No transaction must be recorded in the books of A/Cs without verifiable
evidence.ex;- cash receipts for payments made, bank paying in counterfoils,
invoice copies for purchases etc. eliminates unauthorized entries.
ACCOUNTING CONVENTIONS
1. Convention of full disclosure All A/Cting statements should be prepared honestly.
The statement should fully disclose all the significant information.

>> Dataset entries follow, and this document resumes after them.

//! Ordered, owned collection of entities.
//!
//! The store pairs the entity list with the spawn rule that creates entities
//! and the RNG that feeds it. Entities are never freed one by one in a
//! [`Population::Fixed`] store: dead ones are reset in place. A
//! [`Population::Bounded`] store can grow up to its capacity and drops dead
//! entries.

use crate::entity::Entity;
use crate::spawn::SpawnContext;
use glam::Vec2;
use rand::rngs::SmallRng;
use rand::SeedableRng;

/// Spawn rule: builds one entity from a [`SpawnContext`].
pub type SpawnRule<E> = Box<dyn Fn(&mut SpawnContext) -> E>;

/// How the population size behaves over a store's lifetime.
#[derive(Debug, Clone, Copy, PartialEq, Eq, Default)]
pub enum Population {
    /// Size set by `initialize` and never changed; dead entities recycle.
    #[default]
    Fixed,
    /// Growable list, never longer than `capacity`.
    Bounded { capacity: usize },
}

/// Values forced onto an entity after its spawn rule ran.
#[derive(Debug, Clone, Copy, Default, PartialEq)]
pub struct Overrides {
    pub position: Option<Vec2>,
    pub velocity: Option<Vec2>,
}

impl Overrides {
    /// Spawn at a given point, e.g. the pointer.
    pub fn at(position: Vec2) -> Self {
        Self {
            position: Some(position),
            velocity: None,
        }
    }

    pub fn with_velocity(mut self, velocity: Vec2) -> Self {
        self.velocity = Some(velocity);
        self
    }
}

/// Entity list plus the spawn rule and seeded RNG that populate it.
pub struct EntityStore<E: Entity> {
    entities: Vec<E>,
    rng: SmallRng,
    spawner: SpawnRule<E>,
    population: Population,
    bounds: Vec2,
}

impl<E: Entity> EntityStore<E> {
    /// Create an empty store. Call [`initialize`](Self::initialize) once the
    /// surface size is known.
    pub fn new<F>(seed: u64, spawner: F) -> Self
    where
        F: Fn(&mut SpawnContext) -> E + 'static,
    {
        Self {
            entities: Vec::new(),
            rng: SmallRng::seed_from_u64(seed),
            spawner: Box::new(spawner),
            population: Population::Fixed,
            bounds: Vec2::ZERO,
        }
    }

    pub fn with_population(mut self, population: Population) -> Self {
        self.population = population;
        self
    }

    /// Restart the RNG stream. The next `initialize` is reproducible from `seed`.
    pub fn reseed(&mut self, seed: u64) {
        self.rng = SmallRng::seed_from_u64(seed);
    }

    /// Replace the whole population with `count` fresh entities.
    ///
    /// A bounded store never holds more than its capacity.
    pub fn initialize(&mut self, count: usize, bounds: Vec2) {
        let count = match self.population {
            Population::Fixed => count,
            Population::Bounded { capacity } => count.min(capacity),
        };
        self.bounds = bounds;
        self.entities.clear();
        self.entities.reserve(count);
        for index in 0..count {
            let entity = self.make(index, count, Overrides::default());
            self.entities.push(entity);
        }
        log::debug!("initialized {} entities in {}x{}", count, bounds.x, bounds.y);
    }

    /// Reinitialise one entity in place. Returns `false` for an index out of
    /// range.
    pub fn reset(&mut self, index: usize, overrides: Overrides) -> bool {
        if index >= self.entities.len() {
            return false;
        }
        let entity = self.make(index, self.entities.len(), overrides);
        self.entities[index] = entity;
        true
    }

    /// Bring one new entity into the population.
    ///
    /// Fixed populations reuse the first dead slot; bounded ones push while
    /// under capacity. Returns the slot used, or `None` when refused.
    pub fn spawn(&mut self, overrides: Overrides) -> Option<usize> {
        match self.population {
            Population::Fixed => {
                let index = self.entities.iter().position(|e| !e.is_alive())?;
                self.reset(index, overrides);
                Some(index)
            }
            Population::Bounded { capacity } => {
                if self.entities.len() >= capacity {
                    return None;
                }
                let index = self.entities.len();
                let entity = self.make(index, index + 1, overrides);
                self.entities.push(entity);
                Some(index)
            }
        }
    }

    /// Handle entities reported by a step, `dead` in ascending order.
    ///
    /// Fixed populations reset each one in place; bounded ones splice them
    /// out.
    pub fn recycle(&mut self, dead: &[usize]) {
        match self.population {
            Population::Fixed => {
                for &index in dead {
                    self.reset(index, Overrides::default());
                }
            }
            Population::Bounded { .. } => self.remove_sorted(dead),
        }
    }

    /// Remove the given indices (ascending), keeping survivor order.
    fn remove_sorted(&mut self, indices: &[usize]) {
        if indices.is_empty() {
            return;
        }
        let mut next = indices.iter().peekable();
        let mut index = 0;
        self.entities.retain(|_| {
            let drop = next.peek().is_some_and(|&&i| i == index);
            if drop {
                next.next();
            }
            index += 1;
            !drop
        });
    }

    /// Remove every entity.
    pub fn clear(&mut self) {
        self.entities.clear();
    }

    /// Splice dead entities out, keeping the order of the survivors.
    pub fn retain_alive(&mut self) {
        self.entities.retain(|e| e.is_alive());
    }

    pub fn entities(&self) -> &[E] {
        &self.entities
    }

    pub fn entities_mut(&mut self) -> &mut [E] {
        &mut self.entities
    }

    pub fn len(&self) -> usize {
        self.entities.len()
    }

    pub fn is_empty(&self) -> bool {
        self.entities.is_empty()
    }

    pub fn bounds(&self) -> Vec2 {
        self.bounds
    }

    pub fn population(&self) -> Population {
        self.population
    }

    fn make(&mut self, index: usize, count: usize, overrides: Overrides) -> E {
        let mut ctx =
            SpawnContext::new(index, count, self.bounds, &mut self.rng).at(overrides.position);
        let mut entity = (self.spawner)(&mut ctx);
        if let Some(position) = overrides.position {
            entity.set_position(position);
        }
        if let Some(velocity) = overrides.velocity {
            entity.set_velocity(velocity);
        }
        entity
    }
}

#[cfg(test)]
mod tests {
    use super::*;
    use crate::entity::{AgedParticle, Point2D};

    fn dots(seed: u64) -> EntityStore<Point2D> {
        EntityStore::new(seed, |ctx| {
            let p = ctx.random_in_bounds();
            Point2D::new(p, ctx.random_velocity(1.0))
        })
    }

    #[test]
    fn test_initialize_count_and_bounds() {
        let mut store = dots(3);
        store.initialize(200, Vec2::new(64.0, 32.0));
        assert_eq!(store.len(), 200);
        for e in store.entities() {
            assert!(e.position.x >= 0.0 && e.position.x < 64.0);
            assert!(e.position.y >= 0.0 && e.position.y < 32.0);
        }
    }

    #[test]
    fn test_same_seed_is_reproducible() {
        let mut a = dots(42);
        let mut b = dots(42);
        a.initialize(10, Vec2::splat(100.0));
        b.initialize(10, Vec2::splat(100.0));
        assert_eq!(a.entities(), b.entities());
    }

    #[test]
    fn test_reset_applies_overrides() {
        let mut store = dots(1);
        store.initialize(3, Vec2::splat(50.0));
        let target = Vec2::new(5.0, 6.0);
        assert!(store.reset(1, Overrides::at(target).with_velocity(Vec2::X)));
        assert_eq!(store.entities()[1].position, target);
        assert_eq!(store.entities()[1].velocity, Vec2::X);
        assert!(!store.reset(3, Overrides::default()));
    }

    #[test]
    fn test_spawn_origin_visible_to_rule() {
        let mut store = EntityStore::new(0, |ctx| {
            let p = ctx.origin.unwrap_or(Vec2::ZERO);
            Point2D::new(p, Vec2::ZERO).with_home(p + Vec2::ONE)
        })
        .with_population(Population::Bounded { capacity: 2 });
        store.initialize(0, Vec2::splat(10.0));
        let slot = store.spawn(Overrides::at(Vec2::splat(4.0)));
        assert_eq!(slot, Some(0));
        assert_eq!(store.entities()[0].home, Vec2::splat(5.0));
    }

    #[test]
    fn test_bounded_refuses_at_capacity() {
        let mut store = dots(0).with_population(Population::Bounded { capacity: 2 });
        store.initialize(5, Vec2::splat(10.0));
        assert_eq!(store.len(), 2);
        assert_eq!(store.spawn(Overrides::default()), None);
    }

    #[test]
    fn test_fixed_spawn_reuses_dead_slot() {
        let mut store = EntityStore::new(0, |ctx| {
            AgedParticle::new(ctx.random_in_bounds(), Vec2::ZERO, 10.0)
        });
        store.initialize(3, Vec2::splat(10.0));
        assert_eq!(store.spawn(Overrides::default()), None);

        store.entities_mut()[2].life = 0.0;
        assert_eq!(store.spawn(Overrides::default()), Some(2));
        assert!(store.entities()[2].is_alive());
        assert_eq!(store.len(), 3);
    }

    fn spark(ctx: &mut SpawnContext) -> AgedParticle {
        AgedParticle::new(ctx.random_in_bounds(), Vec2::ZERO, 5.0)
    }

    #[test]
    fn test_recycle_by_population() {
        let mut fixed = EntityStore::new(0, spark);
        fixed.initialize(4, Vec2::splat(10.0));
        fixed.entities_mut()[1].life = -1.0;
        fixed.recycle(&[1]);
        assert_eq!(fixed.len(), 4);
        assert!(fixed.entities().iter().all(|e| e.is_alive()));

        let mut bounded =
            EntityStore::new(0, spark).with_population(Population::Bounded { capacity: 8 });
        bounded.initialize(4, Vec2::splat(10.0));
        bounded.entities_mut()[1].life = -1.0;
        bounded.recycle(&[1]);
        assert_eq!(bounded.len(), 3);
    }
}
//! Whole-frame benchmarks: update plus software rasterisation for each
//! gallery experiment at a typical window size.
//!
//! Run with: `cargo bench --bench frame`

use criterion::{criterion_group, criterion_main, BenchmarkId, Criterion};

use sketchbook::gallery::{self, GallerySettings};
use sketchbook::Stage;

fn bench_experiments(c: &mut Criterion) {
    let mut group = c.benchmark_group("frame_1280x720");
    group.sample_size(30);

    for experiment in gallery::catalog() {
        let settings = GallerySettings { seed: 1, count: None };
        let mut stage = match Stage::new(1280, 720, experiment.build(&settings)) {
            Ok(stage) => stage,
            Err(e) => panic!("cannot mount {}: {}", experiment.id, e),
        };
        // Let bursts and trails populate before measuring.
        for _ in 0..60 {
            stage.frame();
        }
        group.bench_function(BenchmarkId::from_parameter(experiment.id), |b| {
            b.iter(|| stage.frame())
        });
    }

    group.finish();
}

criterion_group!(benches, bench_experiments);
criterion_main!(benches);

This type of
disclosure needs proper classification, summarization, aggregation & explanation of
all the numerous business transactions.
The footnotes, comments, descriptive captions, supplementary schedules etc.
in the A/Cting reports are an invaluable aid for full disclosure. eg:- market
value of investments may be given on footnotes.
The full disclosure does not imply providing any information required by
anybody or revealing trade secrets & strategies.
2. Convention of consistency is to preserve the comparability & reliability of
financial statements. According to this convention, the rules, practices & concepts
used in A/Cting should be continuously observed & applied year after year.
Consistency at 3 levels Vertical, Horizontal & Dimensional.
Vertical refers to consistency in the various aspects of financial statements in
the same year in a firm.
Horizontal consistency of practices b/w different year in a firm.
Dimensional refers to consistent A/Cting practices in the financial statements
of different firms in the same industry.
3. Convention of materiality Materiality means relative importance.
All important items & facts should be disclosed in A/Cting statements.
Unimportant & immaterial details need not be separately given. An item
should be regarded as material if there is reason to believe that knowledge of it
would influence the decision of informal investor.
The test of materiality can be applied to 3 aspects : Information
Amounts
Brocedures
4. Convention of conservatism Conservatism is a policy of caution or playing safe.
It demands taking a gloomy view of a situation. It is defensive A/Cting mechanism
against uncertainty. Conservatism is a guideline which chooses b/w acceptable
A/Cting alternatives for recording transactions so that the least favorable immediate
effect on assets, income & owners equity is reported.